Monday, April 16, 2018

Being Famous

This is one of those blog posts, that I have no idea if I will ever publish.*

You see, if I'm going to be truly honest and transparent with you guys, for a long time I have had the desire to be famous. 

I feel so lame admitting that. 
I feel so lame admitting that. 
                                       
I just recently had to come to that reality with  myself as cheesy and corny as it sounds. You see, I've probably never (or very rarely) said the words " I want to be famous", but I've definitely had a desire to have a huge platform, and be in Hollywood and boldly proclaim Jesus and His amazing love. I don't think this is inherently a bad desire, and I still have a passion for proclaiming Truth in an environment that in many ways is so blinded by darkness and deception. In all honesty though, although this was a desire of mine, I never did pursue fame....not for long at least (I was pretty gung-ho about being a Disney Chanel star in middle school..but then again..who wasn't?). Lol.

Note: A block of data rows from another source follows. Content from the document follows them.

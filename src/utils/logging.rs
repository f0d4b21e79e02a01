// src/utils/logging.rs
use chrono::Local;
use crossterm::style::Stylize;
use std::{
    fs::{self, OpenOptions},
    io::Write,
    path::{Path, PathBuf},
};

pub trait Logger {
    fn log(&mut self, message: &str);
    fn debug_log(&mut self, message: &str);

    fn success(&mut self, message: &str) {
        self.log(message);
    }

    fn warn(&mut self, message: &str) {
        self.log(message);
    }
}

/// Colored progress output on the terminal. Debug lines are only printed in
/// verbose mode.
#[derive(Debug, Default)]
pub struct ConsoleLogger {
    verbose: bool,
}

impl ConsoleLogger {
    pub fn new(verbose: bool) -> Self {
        Self { verbose }
    }
}

impl Logger for ConsoleLogger {
    fn log(&mut self, message: &str) {
        println!("{}", message.blue());
    }

    fn debug_log(&mut self, message: &str) {
        if self.verbose {
            println!("{}", message.yellow());
        }
    }

    fn success(&mut self, message: &str) {
        println!("{}", message.green());
    }

    fn warn(&mut self, message: &str) {
        eprintln!("{}", message.red());
    }
}

#[derive(Debug)]
pub struct FileLogger {
    log_file: PathBuf,
    debug: bool,
}

impl FileLogger {
    pub fn new(log_file: &Path, debug: bool) -> std::io::Result<Self> {
        // Create log directory if it doesn't exist
        if let Some(parent) = log_file.parent() {
            if !parent.as_os_str().is_empty() {
                fs::create_dir_all(parent)?;
            }
        }

        Ok(FileLogger {
            log_file: log_file.to_path_buf(),
            debug,
        })
    }

    fn write_to_file(&self, message: &str) -> std::io::Result<()> {
        let mut file = OpenOptions::new()
            .create(true)
            .append(true)
            .open(&self.log_file)?;

        writeln!(file, "{}: {}", Local::now().format("%Y-%m-%d %H:%M:%S"), message)
    }
}

impl Logger for FileLogger {
    fn log(&mut self, message: &str) {
        if let Err(e) = self.write_to_file(message) {
            eprintln!("Failed to write to log file: {}", e);
        }
    }

    fn debug_log(&mut self, message: &str) {
        if self.debug {
            if let Err(e) = self.write_to_file(&format!("[DEBUG] {}", message)) {
                eprintln!("Failed to write debug log: {}", e);
            }
        }
    }

    fn warn(&mut self, message: &str) {
        self.log(&format!("[WARN] {}", message));
    }
}

// MultiLogger allows logging to multiple destinations
pub struct MultiLogger {
    loggers: Vec<Box<dyn Logger>>,
}

impl MultiLogger {
    pub fn new(loggers: Vec<Box<dyn Logger>>) -> Self {
        Self { loggers }
    }
}

impl Logger for MultiLogger {
    fn log(&mut self, message: &str) {
        for logger in &mut self.loggers {
            logger.log(message);
        }
    }

    fn debug_log(&mut self, message: &str) {
        for logger in &mut self.loggers {
            logger.debug_log(message);
        }
    }

    fn success(&mut self, message: &str) {
        for logger in &mut self.loggers {
            logger.success(message);
        }
    }

    fn warn(&mut self, message: &str) {
        for logger in &mut self.loggers {
            logger.warn(message);
        }
    }
}
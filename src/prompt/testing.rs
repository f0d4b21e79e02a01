// src/prompt/testing.rs
use std::collections::VecDeque;

use super::{PromptError, Prompter};

#[derive(Debug, Clone)]
pub enum Answer {
    Select(usize),
    Input(String),
    /// Accept whatever default the prompt offers.
    Default,
}

/// Replays canned answers; running out of answers behaves like Ctrl-C.
pub struct ScriptedPrompter {
    answers: VecDeque<Answer>,
    pub asked: Vec<String>,
}

impl ScriptedPrompter {
    pub fn new(answers: Vec<Answer>) -> Self {
        Self {
            answers: answers.into(),
            asked: Vec::new(),
        }
    }

    pub fn is_exhausted(&self) -> bool {
        self.answers.is_empty()
    }
}

impl Prompter for ScriptedPrompter {
    fn select(&mut self, label: &str, options: &[String]) -> Result<usize, PromptError> {
        self.asked.push(label.to_string());
        match self.answers.pop_front() {
            Some(Answer::Select(idx)) if idx < options.len() => Ok(idx),
            Some(Answer::Default) if !options.is_empty() => Ok(0),
            Some(other) => panic!("unexpected answer {:?} for select `{}`", other, label),
            None => Err(PromptError::Cancelled),
        }
    }

    fn input(&mut self, label: &str, default: Option<&str>) -> Result<String, PromptError> {
        self.asked.push(label.to_string());
        match self.answers.pop_front() {
            Some(Answer::Input(value)) => Ok(value),
            Some(Answer::Default) => default
                .map(str::to_string)
                .ok_or_else(|| PromptError::NoOptions(label.to_string())),
            Some(other) => panic!("unexpected answer {:?} for input `{}`", other, label),
            None => Err(PromptError::Cancelled),
        }
    }
}
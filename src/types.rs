// types.rs
use std::path::PathBuf;

#[derive(Debug, Clone, PartialEq, Eq)]
pub struct ClusterContext {
    pub context_name: String,
    pub cluster_name: String,
}

/// Everything needed to talk to a cluster through kubectl.
#[derive(Debug, Clone)]
pub struct Cluster {
    pub kubeconfig_file: PathBuf,
    pub context: ClusterContext,
}

impl Cluster {
    pub fn new(kubeconfig_file: PathBuf, context: ClusterContext) -> Self {
        Self {
            kubeconfig_file,
            context,
        }
    }

    /// `--kubeconfig <file> --context <name>` followed by `command`.
    pub fn command(&self, command: &[&str]) -> Vec<String> {
        let mut args = vec![
            "--kubeconfig".to_string(),
            self.kubeconfig_file.display().to_string(),
            "--context".to_string(),
            self.context.context_name.clone(),
        ];
        args.extend(command.iter().map(|s| s.to_string()));
        args
    }
}

#[derive(Debug, Clone, Default, PartialEq, Eq)]
pub struct ServiceAccount {
    pub namespace: String,
    pub name: String,
    /// Namespaces to grant access to; empty means cluster-admin.
    pub target_namespaces: Vec<String>,
    pub new_namespace: bool,
    pub new_service_account: bool,
}

impl ServiceAccount {
    /// Name used for the cluster, context and user of the generated kubeconfig.
    pub fn alias(&self) -> String {
        format!("{}-{}", self.namespace, self.name)
    }

    pub fn is_cluster_admin(&self) -> bool {
        self.target_namespaces.is_empty()
    }
}

#[cfg(test)]
mod tests {
    use super::*;

    #[test]
    fn test_cluster_command_prefixes_kubeconfig_and_context() {
        let cluster = Cluster::new(
            PathBuf::from("/home/ops/.kube/config"),
            ClusterContext {
                context_name: "prod".to_string(),
                cluster_name: "prod-cluster".to_string(),
            },
        );

        assert_eq!(
            cluster.command(&["get", "namespace", "-o=json"]),
            vec![
                "--kubeconfig",
                "/home/ops/.kube/config",
                "--context",
                "prod",
                "get",
                "namespace",
                "-o=json"
            ]
        );
    }

    #[test]
    fn test_alias_joins_namespace_and_name() {
        let sa = ServiceAccount {
            namespace: "spinnaker".to_string(),
            name: "spinnaker-sa".to_string(),
            ..Default::default()
        };
        assert_eq!(sa.alias(), "spinnaker-spinnaker-sa");
        assert!(sa.is_cluster_admin());
    }
}
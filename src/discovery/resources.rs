// src/discovery/resources.rs
use chrono::{DateTime, Utc};
use serde::Deserialize;

use crate::error::{Result, ToolError};
use crate::prompt::Prompter;

/// Envelope of `kubectl get <resource> -o=json`.
#[derive(Debug, Deserialize)]
pub struct ResourceList {
    #[serde(default)]
    pub items: Vec<ResourceItem>,
}

#[derive(Debug, Deserialize)]
pub struct ResourceItem {
    pub metadata: ItemMetadata,
    #[serde(default)]
    pub status: Option<ItemStatus>,
}

#[derive(Debug, Deserialize)]
#[serde(rename_all = "camelCase")]
pub struct ItemMetadata {
    pub name: String,
    #[serde(default)]
    pub creation_timestamp: Option<String>,
}

#[derive(Debug, Deserialize)]
pub struct ItemStatus {
    #[serde(default)]
    pub phase: Option<String>,
}

/// Parallel lists: what the operator sees and the names behind them.
#[derive(Debug, Clone, Default, PartialEq, Eq)]
pub struct ResourceChoices {
    pub display: Vec<String>,
    pub names: Vec<String>,
}

fn format_timestamp(raw: &str) -> String {
    match DateTime::parse_from_rfc3339(raw) {
        Ok(ts) => ts
            .with_timezone(&Utc)
            .format("%Y-%m-%d %H:%M:%S UTC")
            .to_string(),
        Err(_) => raw.to_string(),
    }
}

impl ResourceList {
    pub fn parse(json: &str) -> Result<Self> {
        Ok(serde_json::from_str(json)?)
    }

    pub fn choices(&self) -> ResourceChoices {
        let width = self
            .items
            .iter()
            .map(|i| i.metadata.name.len())
            .max()
            .unwrap_or(0);

        let mut choices = ResourceChoices::default();
        for item in &self.items {
            let mut line = format!("{:<width$}", item.metadata.name, width = width);
            if let Some(ts) = &item.metadata.creation_timestamp {
                line.push(' ');
                line.push_str(&format_timestamp(ts));
            }
            if let Some(phase) = item.status.as_ref().and_then(|s| s.phase.as_ref()) {
                line.push(' ');
                line.push_str(phase);
            }
            choices.display.push(line.trim_end().to_string());
            choices.names.push(item.metadata.name.clone());
        }
        choices
    }
}

impl ResourceChoices {
    pub fn contains(&self, name: &str) -> bool {
        self.names.iter().any(|n| n == name)
    }

    /// Resolves `requested` if given (it must exist), otherwise asks.
    pub fn resolve(
        &self,
        kind: &'static str,
        requested: Option<&str>,
        prompter: &mut dyn Prompter,
        label: &str,
    ) -> Result<String> {
        match requested {
            Some(name) if self.contains(name) => Ok(name.to_string()),
            Some(name) => Err(ToolError::NotFound {
                kind,
                name: name.to_string(),
            }),
            None => self.select(kind, prompter, label),
        }
    }

    pub fn select(
        &self,
        kind: &'static str,
        prompter: &mut dyn Prompter,
        label: &str,
    ) -> Result<String> {
        if self.names.is_empty() {
            return Err(ToolError::NotFound {
                kind,
                name: "any".to_string(),
            });
        }
        let idx = prompter.select(label, &self.display)?;
        Ok(self.names[idx].clone())
    }
}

Lately however, I've found myself in a very interesting place. There's something about being in a place where you're still trying to figure out life; but also being bombarded with images of how everyone is living theirs; and wrestling with yourself (the parts you like and the parts you don't like); and wrestling with thoughts that don't always align with the Truth of God's Word that can truly leave you off kilter. Lately, I've found myself in this place more often than not. Little by little, however, the Lord has been reminding me of one simple truth. He's literally been calling me to Himself. Not to how my life is going to pan out, and not what my future will look like, not any of that. He's simply been calling me to His heart-to the beautiful simplicity of seeking Him for who He is. 
How simple?
How magnificent? 
How captivating?

And you guys want to know something? In light of who He is, all my other desires take their rightful place. In communion with Him, whether or not my platform is "large or small" (according to the world's perspective) doesn't matter one bit. THIS is the place where I find peace. Completely satisfied in God.

Don't get me wrong, It's not bad to hope. It''s not bad to dream. It's not bad to have desires. Just be sure that in all the hoping,dreaming, and desiring...you don't miss the One who is worthy of it all.

Be encouraged. He's so much greater than anything!

*The post was published..hence the reason you're reading it.